Conduzindo a narrativa até este ponto e acrescentando Devid, namoro de verão de Nadja, Petztold constrói uma escala de produção rohmeriana e cria uma dinâmica de grupo que lhe permite expor todos os preconceitos e inseguranças de Leon que, para lá da inata arrogância pueril, vive em necessidade constante de validação.

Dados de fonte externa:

//! Storage layer for persistent contact data.
//!
//! This module provides the storage abstraction used by the contact service.
//! The list queries themselves are backend independent.
//!
//! # Modules
//!
//! - `backend`: Storage trait abstraction for backend implementations
//! - `json`: JSON file-based storage implementation
//! - `memory`: In-process storage implementation
//! - `query`: Favorites, others and count queries over stored records
//! - `models`: Storage record types separate from domain models

pub mod backend;
pub mod json;
pub mod memory;
pub mod models;
pub mod query;

pub use backend::Storage;
pub use json::JsonStorage;
pub use memory::MemoryStorage;
pub use models::{ContactRecord, PhoneRecord};
//! User interface rendering layer with component-based architecture.
//!
//! This module turns application state into ANSI-styled text through
//! composable rendering components. It provides theme support and search
//! match highlighting.
//!
//! # Architecture
//!
//! ```text
//! AppState → compute_viewmodel → UIViewModel → render → ANSI text
//! ```
//!
//! # Modules
//!
//! - [`viewmodel`]: View model types representing renderable UI state
//! - [`renderer`]: Top-level rendering coordinator
//! - [`components`]: Composable UI component renderers
//! - [`helpers`]: Shared rendering utilities (highlighting, column fitting)
//! - [`theme`]: Color scheme definitions and ANSI escape sequence generation

pub mod components;
pub mod helpers;
pub mod renderer;
pub mod theme;
pub mod viewmodel;

pub use renderer::{render, render_viewmodel};
pub use theme::Theme;
pub use viewmodel::{
    BannerInfo, BannerKind, DisplayItem, EmptyState, FooterInfo, HeaderInfo, PagerInfo, SearchBarInfo,
    SectionInfo, UIViewModel,
};
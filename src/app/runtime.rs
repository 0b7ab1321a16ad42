//! Action executor.
//!
//! [`Runtime`] owns the application state and a [`ContactApi`]. It feeds events
//! to [`handle_event`], executes the returned actions in order, and turns the
//! results of remote calls back into events until the queue drains.

use super::actions::{Action, Mutation};
use super::coordinator::ListCoordinator;
use super::handler::{handle_event, Event, MutationOutcome};
use super::invalidation;
use super::state::AppState;
use crate::domain::error::Result;
use crate::remote::ContactApi;
use std::collections::VecDeque;
use tracing::Instrument;

/// Single-task driver of the application.
pub struct Runtime<A: ContactApi> {
    api: A,
    state: AppState,
    quit: bool,
}

impl<A: ContactApi> Runtime<A> {
    pub fn new(api: A, state: AppState) -> Self {
        Self {
            api,
            state,
            quit: false,
        }
    }

    pub const fn state(&self) -> &AppState {
        &self.state
    }

    pub fn state_mut(&mut self) -> &mut AppState {
        &mut self.state
    }

    pub const fn api(&self) -> &A {
        &self.api
    }

    /// Returns `true` once a `Quit` action ran.
    pub const fn should_quit(&self) -> bool {
        self.quit
    }

    /// Processes `event` and every event its actions produce.
    ///
    /// Returns whether any step asked for a redraw.
    ///
    /// # Errors
    ///
    /// Propagates errors from [`handle_event`].
    pub async fn dispatch(&mut self, event: Event) -> Result<bool> {
        let mut queue = VecDeque::from([event]);
        let mut render = false;

        while let Some(event) = queue.pop_front() {
            let (should_render, actions) = handle_event(&mut self.state, &event)?;
            render |= should_render;

            for action in actions {
                if let Some(follow_up) = self.execute(action).await {
                    queue.push_back(follow_up);
                }
            }
        }

        Ok(render)
    }

    async fn execute(&mut self, action: Action) -> Option<Event> {
        match action {
            Action::Fetch(ticket) => {
                let outcome = ListCoordinator::fetch(&self.api, ticket).await;
                Some(Event::ReadsResolved(outcome))
            }
            Action::Mutate(mutation) => Some(Event::MutationResolved(self.mutate(mutation).await)),
            Action::Invalidate(keys) => {
                let dropped = invalidation::apply(&self.api, &keys);
                tracing::debug!(dropped, "cache entries invalidated");
                None
            }
            Action::EvictAll => {
                if let Err(e) = self.api.evict_all() {
                    tracing::warn!(error = %e, "failed to clear result cache");
                }
                None
            }
            Action::Quit => {
                self.quit = true;
                None
            }
        }
    }

    async fn mutate(&self, mutation: Mutation) -> MutationOutcome {
        let span = tracing::debug_span!("mutate", ?mutation);
        async move {
            match mutation {
                Mutation::Create(contact) => MutationOutcome::Created(self.api.create_contact(contact).await),
                Mutation::Update { id, contact } => {
                    MutationOutcome::Updated(self.api.update_contact(id, contact).await)
                }
                Mutation::Delete(id) => MutationOutcome::Deleted {
                    id,
                    result: self.api.delete_contact(id).await,
                },
            }
        }
        .instrument(span)
        .await
    }
}
//! Cache invalidation after contact mutations.
//!
//! A successful write makes some cached reads wrong. [`result_sets_for`] names
//! the result sets a mutation touches and [`apply`] evicts them, after which
//! the next generation re-reads them from the contact service.
//!
//! Creating a contact cannot change the favorites read, since a new contact is
//! never a favorite. It can change every others page and every count, under
//! any predicate the new name matches, so both are evicted for all predicates.
//! Updates and deletes can move a contact in or out of any result set.

use crate::remote::{ContactApi, ResultSetKey, ResultSetKind};
use std::fmt;

/// Kind of write that completed.
#[derive(Debug, Clone, Copy, PartialEq, Eq)]
pub enum MutationKind {
    Created,
    Updated,
    Deleted,
}

impl fmt::Display for MutationKind {
    fn fmt(&self, f: &mut fmt::Formatter<'_>) -> fmt::Result {
        match self {
            Self::Created => f.write_str("create"),
            Self::Updated => f.write_str("update"),
            Self::Deleted => f.write_str("delete"),
        }
    }
}

/// Result sets made stale by a successful `kind` mutation.
///
/// # Examples
///
/// ```
/// use phonebook::app::invalidation::{result_sets_for, MutationKind};
/// use phonebook::remote::ResultSetKind;
///
/// let kinds: Vec<_> = result_sets_for(MutationKind::Created).iter().map(|k| k.kind).collect();
/// assert_eq!(kinds, vec![ResultSetKind::Others, ResultSetKind::Count]);
/// ```
#[must_use]
pub fn result_sets_for(kind: MutationKind) -> Vec<ResultSetKey> {
    match kind {
        MutationKind::Created => vec![
            ResultSetKey::all(ResultSetKind::Others),
            ResultSetKey::all(ResultSetKind::Count),
        ],
        MutationKind::Updated | MutationKind::Deleted => vec![
            ResultSetKey::all(ResultSetKind::Favorites),
            ResultSetKey::all(ResultSetKind::Others),
            ResultSetKey::all(ResultSetKind::Count),
        ],
    }
}

/// Evicts `keys` from the API's cache.
///
/// Failures are logged and skipped. Returns the number of evicted entries.
pub fn apply<A>(api: &A, keys: &[ResultSetKey]) -> usize
where
    A: ContactApi + ?Sized,
{
    let mut dropped = 0;
    for key in keys {
        match api.invalidate(key) {
            Ok(count) => dropped += count,
            Err(e) => tracing::warn!(result_set = %key, error = %e, "invalidation failed"),
        }
    }
    dropped
}
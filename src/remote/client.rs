//! Cache-first client of the contact service.

use super::api::ContactApi;
use super::cache::{CachedResult, QueryCache, QueryKey, ResultSetKey};
use super::transport::Transport;
use crate::domain::error::{PhonebookError, Result};
use crate::domain::{Contact, ContactId, NewContact, SearchPattern};
use crate::worker::{WorkerMessage, WorkerResponse};
use futures_util::future::{FutureExt, LocalBoxFuture};

/// [`ContactApi`] implementation over a [`Transport`].
///
/// Reads are answered from the [`QueryCache`] when possible and stored there
/// after a successful round trip. Writes always go to the service and leave
/// the cache alone; evicting stale entries is the caller's job.
pub struct RemoteClient<T: Transport> {
    transport: T,
    cache: QueryCache,
}

impl<T: Transport> RemoteClient<T> {
    pub fn new(transport: T) -> Self {
        Self {
            transport,
            cache: QueryCache::new(),
        }
    }

    pub fn transport(&self) -> &T {
        &self.transport
    }

    pub fn cache(&self) -> &QueryCache {
        &self.cache
    }

    async fn request(&self, message: WorkerMessage) -> Result<WorkerResponse> {
        match self.transport.send(message).await? {
            WorkerResponse::Rejected { field, message } => Err(PhonebookError::Validation { field, message }),
            WorkerResponse::Error { message } => Err(PhonebookError::Transport(message)),
            response => Ok(response),
        }
    }

    /// Answers `key` from the cache, or sends `message` and caches the answer.
    ///
    /// A cache that cannot be read or written is bypassed, never fatal.
    async fn cached_read(&self, key: QueryKey, message: WorkerMessage) -> Result<CachedResult> {
        match self.cache.get(&key) {
            Ok(Some(hit)) => {
                tracing::trace!(?key, "cache hit");
                return Ok(hit);
            }
            Ok(None) => {}
            Err(e) => tracing::debug!(error = %e, "cache lookup skipped"),
        }

        let result = match self.request(message).await? {
            WorkerResponse::FavoritesLoaded { contacts } | WorkerResponse::OthersLoaded { contacts } => {
                CachedResult::Contacts(contacts)
            }
            WorkerResponse::OthersCounted { count } => CachedResult::Count(count),
            other => return Err(unexpected(key.kind().to_string(), &other)),
        };

        if let Err(e) = self.cache.put(key, result.clone()) {
            tracing::debug!(error = %e, "cache store skipped");
        }
        Ok(result)
    }

    async fn read_contacts(&self, key: QueryKey, message: WorkerMessage) -> Result<Vec<Contact>> {
        match self.cached_read(key, message).await? {
            CachedResult::Contacts(contacts) => Ok(contacts),
            CachedResult::Count(_) => Err(PhonebookError::Cache("count cached under a list key".to_string())),
        }
    }
}

fn unexpected(operation: impl AsRef<str>, response: &WorkerResponse) -> PhonebookError {
    PhonebookError::Transport(format!(
        "unexpected response to {}: {response:?}",
        operation.as_ref()
    ))
}

impl<T: Transport> ContactApi for RemoteClient<T> {
    fn query_favorites(&self, ids: Vec<ContactId>) -> LocalBoxFuture<'_, Result<Vec<Contact>>> {
        async move {
            let key = QueryKey::favorites(&ids);
            self.read_contacts(key, WorkerMessage::query_favorites(ids)).await
        }
        .boxed_local()
    }

    fn query_others(
        &self,
        search: SearchPattern,
        exclude: Vec<ContactId>,
        offset: usize,
        limit: usize,
    ) -> LocalBoxFuture<'_, Result<Vec<Contact>>> {
        async move {
            let key = QueryKey::others(&search, &exclude, offset, limit);
            let message = WorkerMessage::query_others(search.into(), exclude, offset, limit);
            self.read_contacts(key, message).await
        }
        .boxed_local()
    }

    fn count_others(&self, search: SearchPattern, exclude: Vec<ContactId>) -> LocalBoxFuture<'_, Result<usize>> {
        async move {
            let key = QueryKey::count(&search, &exclude);
            let message = WorkerMessage::count_others(search.into(), exclude);
            match self.cached_read(key, message).await? {
                CachedResult::Count(count) => Ok(count),
                CachedResult::Contacts(_) => Err(PhonebookError::Cache("list cached under a count key".to_string())),
            }
        }
        .boxed_local()
    }

    fn create_contact(&self, contact: NewContact) -> LocalBoxFuture<'_, Result<Contact>> {
        async move {
            match self.request(WorkerMessage::create_contact(contact)).await? {
                WorkerResponse::ContactCreated { contact } => Ok(contact),
                other => Err(unexpected("create contact", &other)),
            }
        }
        .boxed_local()
    }

    fn update_contact(&self, id: ContactId, contact: NewContact) -> LocalBoxFuture<'_, Result<Contact>> {
        async move {
            match self.request(WorkerMessage::update_contact(id, contact)).await? {
                WorkerResponse::ContactUpdated { contact } => Ok(contact),
                other => Err(unexpected("update contact", &other)),
            }
        }
        .boxed_local()
    }

    fn delete_contact(&self, id: ContactId) -> LocalBoxFuture<'_, Result<ContactId>> {
        async move {
            match self.request(WorkerMessage::delete_contact(id)).await? {
                WorkerResponse::ContactDeleted { id } => Ok(id),
                other => Err(unexpected("delete contact", &other)),
            }
        }
        .boxed_local()
    }

    fn invalidate(&self, key: &ResultSetKey) -> Result<usize> {
        let dropped = self.cache.invalidate(key)?;
        tracing::debug!(result_set = %key, dropped, "result set invalidated");
        Ok(dropped)
    }

    fn evict_all(&self) -> Result<()> {
        self.cache.clear()?;
        tracing::debug!("result cache cleared");
        Ok(())
    }
}

#[cfg(test)]
mod tests {
    use super::*;
    use crate::remote::{LocalTransport, ResultSetKind};
    use crate::storage::MemoryStorage;
    use crate::worker::ContactWorker;

    fn client(names: &[&str]) -> RemoteClient<LocalTransport> {
        let storage = MemoryStorage::with_contacts(
            names
                .iter()
                .map(|n| NewContact::new(*n, "Doe", vec!["555-0100".to_string()])),
        )
        .unwrap();
        RemoteClient::new(LocalTransport::new(ContactWorker::new(Box::new(storage))))
    }

    #[tokio::test]
    async fn reads_are_served_from_cache_until_invalidated() {
        let client = client(&["Ann", "Bob"]);
        let all = SearchPattern::default();

        assert_eq!(client.count_others(all.clone(), vec![]).await.unwrap(), 2);
        client
            .create_contact(NewContact::new("Cid", "Doe", vec!["555".to_string()]))
            .await
            .unwrap();
        assert_eq!(client.count_others(all.clone(), vec![]).await.unwrap(), 2);

        client.invalidate(&ResultSetKey::all(ResultSetKind::Count)).unwrap();
        assert_eq!(client.count_others(all, vec![]).await.unwrap(), 3);
    }

    #[tokio::test]
    async fn rejected_create_maps_to_validation() {
        let client = client(&[]);
        let err = client
            .create_contact(NewContact::new("Ann", "", vec!["555".to_string()]))
            .await
            .unwrap_err();
        assert!(err.is_validation());
    }

    #[tokio::test]
    async fn service_errors_map_to_transport() {
        let client = client(&[]);
        let err = client.delete_contact(ContactId::new(5)).await.unwrap_err();
        assert!(matches!(err, PhonebookError::Transport(_)));
    }
}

Quando confrontado com a aparente facilidade com que as pessoas ao seu redor ultrapassam os seus problemas criativos, a reação de Leon é hostilizá-los, numa tentativa infantil de canalizar a sua própria frustração. Talvez seja esta óbvia insegurança de Leon, protagonizado por um sólido Thomas Schubert, que permita que a personagem nunca nos seja totalmente antipática. Em qualquer gesto ou conversa desagradável, mesmo na forma como se dá ao trabalho de parecer ocupado, Leon transmite a ideia de fragilidade, que intuímos justificada por uma personalidade vincada por experiências passadas que abalaram a sua autoestima. Não é de todo estranho que acabemos a torcer pela sua regeneração.
Esse processo de melhoramento em curso acaba por cair nas mãos de Nadja, interpretada por Paula Beer, igualmente objeto de fascínio e desdém por parte de Leon. De resto, a introdução de Nadja é feita através de subtis desencontros e vestígios da sua presença, desde uma cozinha por arrumar até aos sons que atravessam as paredes e denunciam a intimidade entre Nadja e Devid, levando Leon a especular sobre o tipo de pessoa que Nadja seria.
Se o fascínio que Nadja exerce sobre Leon pode explicar porque este se deixou gradualmente mudar pela ação dela, as razões desta parecem sempre mais altruístas. Não com particular originalidade, Petztold reserva a Nadja o papel de bússola moral de Leon, recusando alimentar-lhe a autocomiseração ao confrontá-lo com a falta de qualidade do rascunho de livro em que está a trabalhar.
A Nadja está também reservado o twist essencial da narrativa quando, em conversa com Helmut, o editor de Leon, esta acaba por mostrar ao grupo uma intelectualidade que mantinha até então escondida e precisamente na área em que Leon se ancorava para se sentir superior a Nadja.
Esta revelação provoca a previsível regressão de Leon à primordial hostilidade e ajuda Petztold a conduzir-nos ao que parece ser o motivo essencial de "Céu em Chamas" - o exílio a que se impõe um sujeito durante o processo criativo ao considerar que criar sobre a vida e vivê-la são conceitos exclusivos. Petztold prova este ponto de forma particularmente brusca, já que a estagnação criativa de Leon é ultrapassada na resposta à tragédia reservada no final do filme. A vida e arte como conceitos fatalistas.